Table 3. medicine of the present invention is to the toxicity and anti-herpesvirus (HSV-II) the effect situation of Vero cell
Sample number into spectrum | Maximal non-toxic concentration TCD
0 (μg/ml)
| To the effective inhibition concentration of HSV-II (μ g/ml) | The TI value |
1 | 1.2 | 0.6 | 2 |
2 | 2.4 | 0.6 | 4 |
Above-mentioned result of the test clearly illustrates that extract of the present invention can suppress herpesvirus HSV-II effectively when concentration is 0.6 μ g/ml.
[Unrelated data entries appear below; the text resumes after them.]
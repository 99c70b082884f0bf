use crate::inference::{Detection, InferenceRequest, InferenceWorker, WorkerError};
use crate::notifier::{self, DetectionNotice, NotifyError, TaskNotifier};
use crate::storage::{ArtifactFate, ArtifactStore, StorageError};
use crate::triage::{TriageDecision, TriagePolicy};
use bytes::Bytes;
use std::path::PathBuf;
use std::sync::Arc;
use thiserror::Error;
use tokio::sync::oneshot;
use tracing::{error, info, instrument, Instrument};
use uuid::Uuid;

/// Errors that fail an upload
#[derive(Debug, Error)]
pub enum PipelineError {
    #[error("Failed to store upload: {0}")]
    Storage(#[from] StorageError),

    #[error("Detection failed: {0}")]
    Worker(#[from] WorkerError),

    #[error("Processing task aborted: {0}")]
    Task(#[from] tokio::task::JoinError),
}

/// An image received by the upload endpoint
#[derive(Debug, Clone)]
pub struct IncomingImage {
    pub data: Bytes,
    pub content_type: Option<String>,
    /// Name the device gave the file
    pub original_name: Option<String>,
}

/// Everything that happened to one upload
#[derive(Debug)]
pub struct ProcessingOutcome {
    pub upload_id: Uuid,
    pub filename: String,
    pub decision: TriageDecision,
    pub fate: ArtifactFate,
    pub detections: Vec<Detection>,
    /// Completion of the background task creation, for kept detections
    pub notification: Option<oneshot::Receiver<Result<String, NotifyError>>>,
}

impl ProcessingOutcome {
    pub fn passed(&self) -> bool {
        self.decision.disposition.is_keep()
    }

    pub fn result_path(&self) -> Option<&PathBuf> {
        match &self.fate {
            ArtifactFate::Kept { result_path } => result_path.as_ref(),
            ArtifactFate::Discarded => None,
        }
    }
}

/// Upload → inference → triage → storage lifecycle → notification
#[derive(Clone)]
pub struct DetectionPipeline {
    store: Arc<ArtifactStore>,
    worker: Arc<dyn InferenceWorker>,
    policy: TriagePolicy,
    notifier: Option<Arc<dyn TaskNotifier>>,
    model: String,
}

impl DetectionPipeline {
    pub fn new(
        store: Arc<ArtifactStore>,
        worker: Arc<dyn InferenceWorker>,
        policy: TriagePolicy,
        notifier: Option<Arc<dyn TaskNotifier>>,
        model: String,
    ) -> Self {
        Self {
            store,
            worker,
            policy,
            notifier,
            model,
        }
    }

    /// Process one uploaded image to completion.
    ///
    /// The work runs on its own task, so a caller that stops waiting (a
    /// disconnected client) does not interrupt it. When the task ends the
    /// temporary artifact is gone: promoted, deleted after a kept annotated
    /// copy, or deleted with everything else.
    pub async fn process(&self, image: IncomingImage) -> Result<ProcessingOutcome, PipelineError> {
        let pipeline = self.clone();
        tokio::spawn(async move { pipeline.run(image).await }.in_current_span()).await?
    }

    #[instrument(skip(self, image), fields(upload_id = tracing::field::Empty, size_bytes = image.data.len()))]
    async fn run(&self, image: IncomingImage) -> Result<ProcessingOutcome, PipelineError> {
        let upload_id = Uuid::new_v4();
        tracing::Span::current().record("upload_id", tracing::field::display(upload_id));
        metrics::counter!("triage.uploads.received").increment(1);

        let artifact = self
            .store
            .persist(&image.data, image.content_type.as_deref())
            .await?;

        info!(
            filename = %artifact.filename,
            original_name = image.original_name.as_deref().unwrap_or("-"),
            "Upload stored, running detection"
        );
        drop(image);

        let request = InferenceRequest {
            image: artifact.temp_path.clone(),
            model: self.model.clone(),
            output_dir: self.store.results_dir().to_path_buf(),
        };

        let result = match self.worker.infer(request).await {
            Ok(result) => result,
            Err(e) => {
                error!(filename = %artifact.filename, error = %e, "Inference failed");
                metrics::counter!("triage.worker.failures").increment(1);
                self.store.discard_failed(&artifact).await;
                return Err(e.into());
            }
        };

        let decision = self.policy.evaluate(&result);
        let fate = self.store.settle(&artifact, &decision, &result).await;

        let notification = match (&fate, &self.notifier) {
            (ArtifactFate::Kept { result_path }, Some(notifier)) => Some(notifier::dispatch(
                notifier.clone(),
                DetectionNotice {
                    filename: artifact.filename.clone(),
                    confidence: result.confidence,
                    result_path: result_path.clone(),
                },
            )),
            _ => None,
        };

        if decision.disposition.is_keep() {
            metrics::counter!("triage.uploads.kept").increment(1);
        } else {
            metrics::counter!("triage.uploads.discarded").increment(1);
        }

        info!(
            filename = %artifact.filename,
            disposition = ?decision.disposition,
            reason = %decision.reason,
            detections = %result.detection_summary(),
            "Upload triaged"
        );

        Ok(ProcessingOutcome {
            upload_id,
            filename: artifact.filename,
            decision,
            fate,
            detections: result.detections,
            notification,
        })
    }
}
Above-mentioned result of the test shows that extract of the present invention has the function of anti-herpesvirus, and pharmacological action is strong, and indication is wide, is indicating well prospect in medicine.Raw material sources are abundant, inexpensive, and preparation technology is simple, for the distinctive plant resources in Yunnan has been opened up new application.
The specific embodiment
By specific embodiment given below, can further be well understood to the present invention.But they are not limitation of the invention.
Embodiment 1
With Rhizoma Paridis herb powder 1000 grams, add 30% ethanol 5000 grams, reflux, extract, is three times under 80 ℃ of temperature; Merge extractive liquid,, decompression recycling ethanol liquid and through the active carbon defat obtains wet extractum, and its proportion is 1.05, is required extract.
Embodiment 2
Remove and get Rhizoma Paridis herb powder 1000 grams, add 60% ethanol 5000 grams, outside refluxing under 60 ℃ of temperature, other process is identical with embodiment 1.
Embodiment 3
Remove and get Rhizoma Paridis herb powder 1000 grams, add 90% ethanol 5000 grams, outside refluxing under 0 ℃ of temperature, other process is identical with embodiment 1.